You need a timer to start after the motor stops and when it times out to then start the motor again to move the magnet away, NOW you can re-enable the code loop to check for the reed switch being closed. You can do that with another timer but of fairly short duration.

Only until the motor starts again, which is after the time period.

That is my understanding of the clear(er) description @mikmaster63 offers in post #16.

Magnet comes by, motor stops for awhile. Motor starts, dragging the magnet away from the red switch and the logic resets.

a7

You keep forgetting, the reed relay is still closed until the magnet is moved.

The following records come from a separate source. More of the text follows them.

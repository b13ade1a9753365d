//! Addon actions end to end: host request -> addon server -> stub Twitch.

use std::collections::HashMap;
use std::sync::{Arc, Mutex};

use axum::extract::{Path, Query, State};
use axum::http::StatusCode;
use axum::response::IntoResponse;
use axum::routing::get;
use axum::{Json, Router};
use serde_json::{Value, json};
use url::Url;

use twitch_addon_lib::app::SharedState;
use twitch_addon_lib::config::AddonConfig;
use twitch_addon_lib::server::router::create_router;

type Calls = Arc<Mutex<Vec<(String, HashMap<String, String>)>>>;

async fn spawn(router: Router) -> String {
    let listener = tokio::net::TcpListener::bind("127.0.0.1:0").await.unwrap();
    let addr = listener.local_addr().unwrap();
    tokio::spawn(async move { axum::serve(listener, router).await.unwrap() });
    format!("http://{addr}")
}

fn stream_page(count: usize) -> Value {
    let streams = (0..count)
        .map(|i| {
            json!({
                "_id": i,
                "game": "Minecraft",
                "channel": { "_id": i, "name": format!("chan{i}"), "display_name": format!("Chan{i}") }
            })
        })
        .collect::<Vec<_>>();
    json!({ "_total": 40, "streams": streams })
}

/// Stub Twitch: 25 search hits, 7 listed channels, 40 games, one channel
/// whose playback handshake is refused.
fn twitch_stub(calls: Calls) -> Router {
    fn record(calls: &Calls, path: &str, query: HashMap<String, String>) {
        calls.lock().unwrap().push((path.to_owned(), query));
    }

    Router::new()
        .route(
            "/kraken/search/streams",
            get(|State(calls): State<Calls>, Query(q): Query<HashMap<String, String>>| async move {
                record(&calls, "search", q);
                Json(stream_page(25))
            }),
        )
        .route(
            "/kraken/streams",
            get(|State(calls): State<Calls>, Query(q): Query<HashMap<String, String>>| async move {
                record(&calls, "streams", q);
                Json(stream_page(7))
            }),
        )
        .route(
            "/kraken/games/top",
            get(|State(calls): State<Calls>, Query(q): Query<HashMap<String, String>>| async move {
                record(&calls, "games", q);
                Json(json!({
                    "_total": 40,
                    "top": [{ "game": { "_id": 27471, "name": "Minecraft",
                        "box": { "large": "https://cdn/Minecraft-272x380.jpg" } } }]
                }))
            }),
        )
        .route(
            "/kraken/channels/{id}",
            get(|Path(id): Path<String>| async move {
                if id == "71092938" {
                    Json(json!({
                        "_id": 71092938,
                        "name": "xqcow",
                        "display_name": "xQcOW",
                        "url": "https://www.twitch.tv/xqcow",
                        "profile_banner": null
                    }))
                    .into_response()
                } else {
                    (StatusCode::NOT_FOUND, Json(json!({ "error": "Not Found", "status": 404 })))
                        .into_response()
                }
            }),
        )
        .route(
            "/api/channels/{login}/access_token",
            get(|| async { (StatusCode::UNAUTHORIZED, Json(json!({ "error": "Unauthorized" }))) }),
        )
        .with_state(calls)
}

async fn addon(calls: Calls) -> String {
    let twitch = Url::parse(&spawn(twitch_stub(calls)).await).unwrap();
    let config = AddonConfig {
        client_id: Some("test-client".into()),
        api_base: twitch.clone(),
        usher_base: twitch,
        ..AddonConfig::default()
    };
    spawn(create_router(SharedState::new(config))).await
}

async fn call(base: &str, action: &str, body: Value) -> (StatusCode, Value) {
    let resp = reqwest::Client::new()
        .post(format!("{base}/twitch/{action}"))
        .json(&body)
        .send()
        .await
        .unwrap();
    let status = StatusCode::from_u16(resp.status().as_u16()).unwrap();
    (status, resp.json().await.unwrap())
}

#[tokio::test]
async fn search_directory_returns_full_page_with_next_cursor() {
    let calls = Calls::default();
    let base = addon(calls.clone()).await;

    let (status, body) = call(&base, "directory", json!({ "search": "minecraft" })).await;
    assert_eq!(status, StatusCode::OK);
    assert_eq!(body["items"].as_array().unwrap().len(), 25);
    assert_eq!(body["nextCursor"], 25);
    assert_eq!(body["items"][0]["type"], "channel");
    assert_eq!(body["features"]["filter"][0]["id"], "language");

    let calls = calls.lock().unwrap();
    let (path, query) = &calls[0];
    assert_eq!(path, "search");
    assert_eq!(query["query"], "minecraft");
    assert_eq!(query["limit"], "25");
    assert_eq!(query["offset"], "0");
}

#[tokio::test]
async fn channel_directory_with_short_page_has_no_next_cursor() {
    let calls = Calls::default();
    let base = addon(calls.clone()).await;

    let (_, body) = call(
        &base,
        "directory",
        json!({ "id": "channels", "filter": { "game": "Minecraft" }, "cursor": 25 }),
    )
    .await;
    assert_eq!(body["items"].as_array().unwrap().len(), 7);
    assert!(body["nextCursor"].is_null());

    let calls = calls.lock().unwrap();
    let (path, query) = &calls[0];
    assert_eq!(path, "streams");
    assert_eq!(query["game"], "Minecraft");
    assert_eq!(query["offset"], "25");
}

#[tokio::test]
async fn root_directory_lists_games() {
    let calls = Calls::default();
    let base = addon(calls.clone()).await;

    let (_, body) = call(&base, "directory", json!({ "id": "", "cursor": null })).await;
    assert_eq!(body["items"][0]["type"], "directory");
    assert_eq!(body["items"][0]["id"], "channels");
    assert_eq!(body["items"][0]["args"]["filter"]["game"], "Minecraft");
    assert_eq!(body["nextCursor"], 25);

    let (_, body) = call(&base, "directory", json!({ "cursor": 25 })).await;
    assert!(body["nextCursor"].is_null());
    assert_eq!(calls.lock().unwrap().len(), 2);
}

#[tokio::test]
async fn item_with_refused_handshake_links_channel_page() {
    let base = addon(Calls::default()).await;

    let (status, body) = call(&base, "item", json!({ "ids": { "id": 71092938 } })).await;
    assert_eq!(status, StatusCode::OK);
    assert_eq!(body["type"], "channel");
    assert_eq!(body["ids"]["id"], "71092938");
    assert!(body["images"]["background"].is_null());

    let sources = body["sources"].as_array().unwrap();
    assert_eq!(sources.len(), 1);
    assert_eq!(sources[0]["type"], "externalUrl");
    assert_eq!(sources[0]["url"], "https://www.twitch.tv/xqcow");
}

#[tokio::test]
async fn item_upstream_error_is_forwarded() {
    let base = addon(Calls::default()).await;

    let (status, body) = call(&base, "item", json!({ "ids": { "id": "1" } })).await;
    assert_eq!(status, StatusCode::NOT_FOUND);
    assert_eq!(body["error"], json!({ "error": "Not Found", "status": 404 }));
}

#[tokio::test]
async fn source_is_empty_and_manifest_is_served() {
    let base = addon(Calls::default()).await;

    let (status, body) = call(&base, "source", json!({ "ids": { "id": "71092938" } })).await;
    assert_eq!(status, StatusCode::OK);
    assert_eq!(body, json!([]));

    let manifest: Value = reqwest::get(format!("{base}/twitch"))
        .await
        .unwrap()
        .json()
        .await
        .unwrap();
    assert_eq!(manifest["id"], "twitch");
    assert_eq!(manifest["dashboards"][1]["id"], "channels");
}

That means you can NOT resume checking for the magnet as you would immediately detect it. You need another very small delay between when the motor starts and you start checking. In any case I am tired of this so am muting. Good luck.

No, it means YOU can't. We can, have done and are doing.

a7

you are proposing the the relay is driven solely by the switch. you seem to think there's no logic between the two. you seem to be suggesting there's nothing but wire connecting the switch to the relay and something else is needed to disable the circuit

you seem to ignore the fact that there's a processor involved, or are grossly under-estimating the capabilty of anArduino AVR processos

the processor turns on the relay only when it detects that the reed switch changes state AND becomes active. The processor won't turn the relay back on until after the processor times out because the switch has turned off

I would have thought a cap in the base leg of the NPN in the active high switch I mentioned above would give the required action......no????

what does the transistor do, pulse the relay on or hold it on for the required time? does releasing the switch cause a pulse that retriggers the circuit?

i'd be curious to see a completely hardware implementation that satisfies the requirements, possibly using a 555 timer. (is it simply a one-shot)?

When the magnet is present, does the reed switch close or open? How is the reed switch wired to the Arduino?
When the motor starts, how long before the switch changes state? How long does it take for the magnet to come back around and stop the motor again?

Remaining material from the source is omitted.